Cycocel (CCC or Chlormequat chloride) and PBZ both block the GA cycle in stages I and II, respectively. Instead of eliminating it or competing with it for the active site, cycocel prevents the production of gibberellins. This is based on the observation that Fusarium moniliforme, a fungus, does not make gibberellic acid when cycocel is present. Cell wall thickness and the quantity of vascular bundles were shown to increase after cycocel treatment. CCC is an anti-gibberellin growth retardant, that also plays a major role in drought tolerance (Pirasteh-Anosheh et al., 2016).

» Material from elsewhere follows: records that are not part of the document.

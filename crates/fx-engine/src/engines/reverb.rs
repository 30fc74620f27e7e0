//! Reverb engines
//!
//! Index layout: 0 size, 1 damping, 2 predelay, 3 mix. Plate, spring, gated
//! and shimmer run a feedback tank; convolution runs the partitioned
//! convolver and exposes its impulse-response port.

use std::sync::Arc;

use fx_core::{ParamDisplay, Sample, db_to_gain_f64, from_mid_side, to_mid_side};
use fx_dsp::convolution::{IrExchange, PartitionedConvolver};
use fx_dsp::dynamics::{EnvelopeFollower, time_coeff};
use fx_dsp::filters::{OnePole, one_pole_coeff};
use fx_dsp::impulse::ImpulseResponse;
use fx_dsp::modulation::DelayPitchShifter;
use fx_dsp::reverb::{
    MAX_PREDELAY_MS, PlateReverb, ReverbSettings, SpringReverb, damping_to_cutoff, size_to_feedback,
};
use fx_dsp::ring_buffer::{DelayLine, Interpolation};

use crate::engine::{StereoKernel, feedback_tail, seconds_to_samples};
use crate::params::{ParamBank, ParamSpec};
use crate::registry::EngineId;

const SIZE: ParamSpec = ParamSpec::new("Size", 0.5, ParamDisplay::Span { min: 0.0, max: 1.0 });
const DAMPING: ParamSpec = ParamSpec::new("Damping", 0.5, ParamDisplay::Span { min: 0.0, max: 1.0 });
const PREDELAY: ParamSpec =
    ParamSpec::new("Predelay", 0.5, ParamDisplay::Span { min: 0.0, max: MAX_PREDELAY_MS as f32 });
const MIX: ParamSpec = ParamSpec::mix(0.3);
const LOW_CUT: ParamSpec = ParamSpec::new("Low Cut", 0.0, ParamDisplay::Hertz { min: 20.0, max: 1000.0 });
const HIGH_CUT: ParamSpec = ParamSpec::new("High Cut", 1.0, ParamDisplay::Hertz { min: 1000.0, max: 20000.0 });
const WIDTH: ParamSpec = ParamSpec::new("Width", 0.5, ParamDisplay::Span { min: 0.0, max: 2.0 });

/// Settings shared by the tank reverbs (indices 0..2 and 4..6)
fn tank_settings(params: &ParamBank) -> ReverbSettings {
    ReverbSettings {
        size: params.get(0),
        damping: params.get(1),
        predelay_ms: params.get(2),
        low_cut_hz: params.get(4),
        high_cut_hz: params.get(5),
        width: params.get(6),
        ..ReverbSettings::default()
    }
}

// ============ Plate ============

pub const PLATE_PARAMS: &[ParamSpec] = &[
    SIZE,
    DAMPING,
    PREDELAY,
    MIX,
    LOW_CUT,
    HIGH_CUT,
    WIDTH,
    ParamSpec::new("Modulation", 0.5, ParamDisplay::Span { min: 0.0, max: 0.6 }),
    ParamSpec::new("Drive", 0.0, ParamDisplay::Span { min: 0.0, max: 1.0 }),
];

pub struct Plate {
    core: PlateReverb,
}

impl StereoKernel for Plate {
    const ID: EngineId = EngineId::PlateReverb;

    fn new(sample_rate: f64, _max_block: usize) -> Self {
        Self {
            core: PlateReverb::new(sample_rate),
        }
    }

    fn control(&mut self, params: &ParamBank) {
        self.core.set(&ReverbSettings {
            chirp: params.get(7),
            drive: params.get(8),
            ..tank_settings(params)
        });
    }

    #[inline]
    fn tick(&mut self, _params: &ParamBank, left: f64, right: f64) -> (f64, f64) {
        self.core.process(left, right)
    }

    fn reset(&mut self) {
        self.core.reset();
    }

    fn tail_samples(&self, _params: &ParamBank) -> usize {
        self.core.tail_samples()
    }
}

// ============ Spring ============

pub const SPRING_PARAMS: &[ParamSpec] = &[
    SIZE,
    DAMPING,
    PREDELAY,
    MIX,
    LOW_CUT,
    HIGH_CUT,
    WIDTH,
    ParamSpec::new("Chirp", 0.5, ParamDisplay::Span { min: 0.0, max: 1.0 }),
    ParamSpec::new("Drive", 0.0, ParamDisplay::Span { min: 0.0, max: 1.0 }),
];

pub struct Spring {
    core: SpringReverb,
}

impl StereoKernel for Spring {
    const ID: EngineId = EngineId::SpringReverb;

    fn new(sample_rate: f64, _max_block: usize) -> Self {
        Self {
            core: SpringReverb::new(sample_rate),
        }
    }

    fn control(&mut self, params: &ParamBank) {
        self.core.set(&ReverbSettings {
            chirp: params.get(7),
            drive: params.get(8),
            ..tank_settings(params)
        });
    }

    #[inline]
    fn tick(&mut self, _params: &ParamBank, left: f64, right: f64) -> (f64, f64) {
        self.core.process(left, right)
    }

    fn reset(&mut self) {
        self.core.reset();
    }

    fn tail_samples(&self, _params: &ParamBank) -> usize {
        self.core.tail_samples()
    }
}

// ============ Convolution ============

pub const CONVOLUTION_PARAMS: &[ParamSpec] = &[
    ParamSpec::new("Size", 0.5, ParamDisplay::Span { min: 0.05, max: 1.0 }),
    DAMPING,
    PREDELAY,
    MIX,
    LOW_CUT,
    WIDTH,
    ParamSpec::new("Gain", 0.5, ParamDisplay::GainDb { min: -12.0, max: 12.0 }).audio(),
];

/// Decay of the built-in impulse response (seconds)
const DEFAULT_IR_RT60: f64 = 1.8;
const DEFAULT_IR_SEED: u64 = 0x1F_5EED;

/// Partitioned convolution with a replaceable impulse response.
///
/// Starts on a synthetic decaying-noise IR; new responses arrive through
/// [`IrExchange`] and are picked up at the next partition boundary. `Size`
/// truncates the response with a fade.
pub struct Convolution {
    sample_rate: f64,
    convolver: PartitionedConvolver,
    predelay: DelayLine,
    predelay_samples: f32,
    damping: [OnePole; 2],
    low_cut: [OnePole; 2],
    width: f64,
}

impl StereoKernel for Convolution {
    const ID: EngineId = EngineId::ConvolutionReverb;

    fn new(sample_rate: f64, max_block: usize) -> Self {
        let ir = ImpulseResponse::synthetic(sample_rate, DEFAULT_IR_RT60, DEFAULT_IR_SEED);
        Self {
            sample_rate,
            convolver: PartitionedConvolver::new(&ir, sample_rate, max_block),
            predelay: DelayLine::with_seconds(MAX_PREDELAY_MS * 0.001, sample_rate, Interpolation::Linear),
            predelay_samples: 0.0,
            damping: [OnePole::open(), OnePole::open()],
            low_cut: [OnePole::new(20.0, sample_rate), OnePole::new(20.0, sample_rate)],
            width: 1.0,
        }
    }

    fn control(&mut self, params: &ParamBank) {
        self.convolver.set_length(params.get(0));
        let damping = params.get(1);
        let a = if damping <= 0.0 {
            1.0
        } else {
            one_pole_coeff(damping_to_cutoff(damping).min(self.sample_rate * 0.45), self.sample_rate)
        };
        for f in &mut self.damping {
            f.set_coeff(a);
        }
        self.predelay_samples = (params.get(2) * 0.001 * self.sample_rate) as f32;
        for f in &mut self.low_cut {
            f.set_cutoff(params.get(4), self.sample_rate);
        }
        self.width = params.get(5);
    }

    #[inline]
    fn tick(&mut self, params: &ParamBank, left: f64, right: f64) -> (f64, f64) {
        let x = self.predelay.process((0.5 * (left + right)) as Sample, self.predelay_samples) as f64;
        let (l, r) = self.convolver.process(x);
        let l = self.low_cut[0].highpass(self.damping[0].lowpass(l));
        let r = self.low_cut[1].highpass(self.damping[1].lowpass(r));
        let (mid, side) = to_mid_side(l, r);
        let (l, r) = from_mid_side(mid, side * self.width);
        let gain = db_to_gain_f64(params.get(6));
        (l * gain, r * gain)
    }

    fn reset(&mut self) {
        self.convolver.reset();
        self.predelay.reset();
        for f in self.damping.iter_mut().chain(self.low_cut.iter_mut()) {
            f.reset();
        }
    }

    fn tail_samples(&self, _params: &ParamBank) -> usize {
        self.convolver.tail() + self.predelay_samples.ceil() as usize + seconds_to_samples(0.05, self.sample_rate)
    }

    fn latency(&self) -> usize {
        self.convolver.latency()
    }

    fn ir_port(&self) -> Option<Arc<IrExchange>> {
        Some(self.convolver.exchange())
    }
}

// ============ Shimmer ============

pub const SHIMMER_PARAMS: &[ParamSpec] = &[
    SIZE,
    DAMPING,
    PREDELAY,
    MIX,
    ParamSpec::new("Shimmer", 0.5, ParamDisplay::Span { min: 0.0, max: 0.5 }),
    ParamSpec::new("Interval", 0.0, ParamDisplay::Choice(2)).step(),
    WIDTH,
];

/// Tank delays @ 48 kHz
const SHIMMER_TANK: [usize; 4] = [1553, 1867, 2251, 2767];
/// Grain of the in-loop shifter (seconds)
const SHIMMER_WINDOW: f64 = 0.05;
const SHIMMER_INJECT: [f64; 4] = [0.5, -0.5, 0.5, -0.5];

/// Four-line feedback network with a pitch shifter in the loop.
///
/// Each pass sends `Shimmer` of the recirculating signal through an octave
/// (or fifth) up shifter, so the tail climbs in pitch as it decays.
pub struct Shimmer {
    sample_rate: f64,
    predelay: DelayLine,
    predelay_samples: f32,
    lines: [DelayLine; 4],
    lengths: [f32; 4],
    damping: [OnePole; 4],
    shifter: DelayPitchShifter,
    feedback: f64,
    amount: f64,
    width: f64,
}

impl Shimmer {
    #[inline]
    fn hadamard(v: [f64; 4]) -> [f64; 4] {
        let (a, b, c, d) = (v[0], v[1], v[2], v[3]);
        [
            0.5 * (a + b + c + d),
            0.5 * (a - b + c - d),
            0.5 * (a + b - c - d),
            0.5 * (a - b - c + d),
        ]
    }

    fn longest_line(&self) -> f64 {
        self.lengths.iter().fold(0.0f64, |m, &l| m.max(l as f64))
    }
}

impl StereoKernel for Shimmer {
    const ID: EngineId = EngineId::ShimmerReverb;

    fn new(sample_rate: f64, _max_block: usize) -> Self {
        let scale = sample_rate / 48_000.0;
        let lengths = SHIMMER_TANK.map(|d| (d as f64 * scale) as f32);
        Self {
            sample_rate,
            predelay: DelayLine::with_seconds(MAX_PREDELAY_MS * 0.001, sample_rate, Interpolation::Linear),
            predelay_samples: 0.0,
            lines: lengths.map(|l| DelayLine::new(l as usize + 4, Interpolation::Linear)),
            lengths,
            damping: std::array::from_fn(|_| OnePole::open()),
            shifter: DelayPitchShifter::new(seconds_to_samples(SHIMMER_WINDOW, sample_rate), Interpolation::Linear),
            feedback: size_to_feedback(0.5),
            amount: 0.0,
            width: 1.0,
        }
    }

    fn control(&mut self, params: &ParamBank) {
        self.feedback = size_to_feedback(params.get(0));
        let a = one_pole_coeff(damping_to_cutoff(params.get(1)).min(self.sample_rate * 0.45), self.sample_rate);
        for f in &mut self.damping {
            f.set_coeff(a);
        }
        self.predelay_samples = (params.get(2) * 0.001 * self.sample_rate) as f32;
        self.amount = params.get(4);
        self.shifter.set_ratio(if params.choice(5) == 1 { 1.5 } else { 2.0 });
        self.width = params.get(6);
    }

    #[inline]
    fn tick(&mut self, _params: &ParamBank, left: f64, right: f64) -> (f64, f64) {
        let x = self.predelay.process((0.5 * (left + right)) as Sample, self.predelay_samples) as f64;
        let mut taps = [0.0; 4];
        for i in 0..4 {
            taps[i] = self.damping[i].lowpass(self.lines[i].read(self.lengths[i]) as f64);
        }
        let mixed = Self::hadamard(taps);
        let shifted = self.shifter.process((0.25 * mixed.iter().sum::<f64>()) as Sample) as f64;
        for i in 0..4 {
            let recirculate = (1.0 - self.amount) * mixed[i] + self.amount * shifted;
            let v = SHIMMER_INJECT[i] * x + self.feedback * recirculate;
            self.lines[i].write(v.tanh() as Sample);
        }
        let (mid, side) = to_mid_side(taps[0] + taps[2], taps[1] + taps[3]);
        from_mid_side(0.5 * mid, 0.5 * side * self.width)
    }

    fn reset(&mut self) {
        self.predelay.reset();
        for line in &mut self.lines {
            line.reset();
        }
        for f in &mut self.damping {
            f.reset();
        }
        self.shifter.reset();
    }

    fn tail_samples(&self, _params: &ParamBank) -> usize {
        // slowest path: the longest line plus the shifter's deepest head
        let loop_len = self.longest_line() + 2.0 * self.shifter.latency() as f64;
        feedback_tail(loop_len, self.feedback, 120.0) + self.predelay_samples.ceil() as usize
    }
}

// ============ Gated ============

pub const GATED_PARAMS: &[ParamSpec] = &[
    ParamSpec::new("Size", 0.5, ParamDisplay::Span { min: 0.3, max: 1.0 }),
    DAMPING,
    PREDELAY,
    MIX,
    ParamSpec::new("Threshold", 0.5, ParamDisplay::Decibels),
    ParamSpec::new("Hold", 0.5, ParamDisplay::Millis { min: 10.0, max: 1000.0 }),
    ParamSpec::new("Release", 0.5, ParamDisplay::Millis { min: 5.0, max: 500.0 }),
];

/// Release of the input key detector (ms)
const KEY_RELEASE_MS: f64 = 40.0;

/// Plate tank cut off by a gate keyed from the dry input.
///
/// The gate opens on input above `Threshold`, stays open for `Hold` after
/// the key falls and closes over `Release`.
pub struct Gated {
    sample_rate: f64,
    core: PlateReverb,
    key: EnvelopeFollower,
    threshold: f64,
    hold: usize,
    held: usize,
    release: f64,
    gain: f64,
    attack: f64,
}

impl StereoKernel for Gated {
    const ID: EngineId = EngineId::GatedReverb;

    fn new(sample_rate: f64, _max_block: usize) -> Self {
        let mut key = EnvelopeFollower::new(sample_rate);
        key.set_times(0.1, KEY_RELEASE_MS);
        Self {
            sample_rate,
            core: PlateReverb::new(sample_rate),
            key,
            threshold: 0.0,
            hold: 0,
            held: 0,
            release: 0.0,
            gain: 0.0,
            attack: time_coeff(0.5, sample_rate),
        }
    }

    fn control(&mut self, params: &ParamBank) {
        self.core.set(&ReverbSettings {
            size: params.get(0),
            damping: params.get(1),
            predelay_ms: params.get(2),
            ..ReverbSettings::default()
        });
        self.threshold = db_to_gain_f64(params.get(4));
        self.hold = seconds_to_samples(params.get(5) * 0.001, self.sample_rate);
        self.release = time_coeff(params.get(6), self.sample_rate);
    }

    #[inline]
    fn tick(&mut self, _params: &ParamBank, left: f64, right: f64) -> (f64, f64) {
        let level = self.key.process_level(left.abs().max(right.abs()));
        let open = if level > self.threshold {
            self.held = self.hold;
            true
        } else if self.held > 0 {
            self.held -= 1;
            true
        } else {
            false
        };
        self.gain = if open {
            1.0 + self.attack * (self.gain - 1.0)
        } else {
            self.release * self.gain
        };
        let (l, r) = self.core.process(left, right);
        (l * self.gain, r * self.gain)
    }

    fn reset(&mut self) {
        self.core.reset();
        self.key.reset();
        self.held = 0;
        self.gain = 0.0;
    }

    fn tail_samples(&self, params: &ParamBank) -> usize {
        // key falls from full scale to the threshold, then hold, then ~14 time constants
        let key_db = -params.get(4).min(-1.0);
        let key = seconds_to_samples(KEY_RELEASE_MS * 0.001 * key_db / 8.686, self.sample_rate);
        let release = seconds_to_samples(14.0 * params.get(6) * 0.001, self.sample_rate);
        self.core.tail_samples().min(key + self.hold + release)
    }
}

The hydrogels are distinguished from other materials by their viscous modulus, which is significantly smaller than the elastic modulus in the plateau region, and by an elastic modulus that exhibits a pronounced plateau extending to times at least of the order of seconds  from the perspective of their mechanical properties (Almdal and Roy 1993). By enhancing soils' ability to retain water and controlling plants' access to water, particularly in arid environments, the hydrogel amendments may promote seedling growth and establishment (Moghadam et al., 2009). Cross-linked materials that are hydrophilic gels, or hydrogels, can absorb a lot of water without dissolving. Hydrogels are distinctive materials because of their softness, intelligence, and water-storing ability (Shibayama and Tanaka 1993). Hydrophilic functional groups attached to the polymer backbone give hydrogels their capacity to absorb water, whereas cross-links between network chains give them their capacity to resist dissolution.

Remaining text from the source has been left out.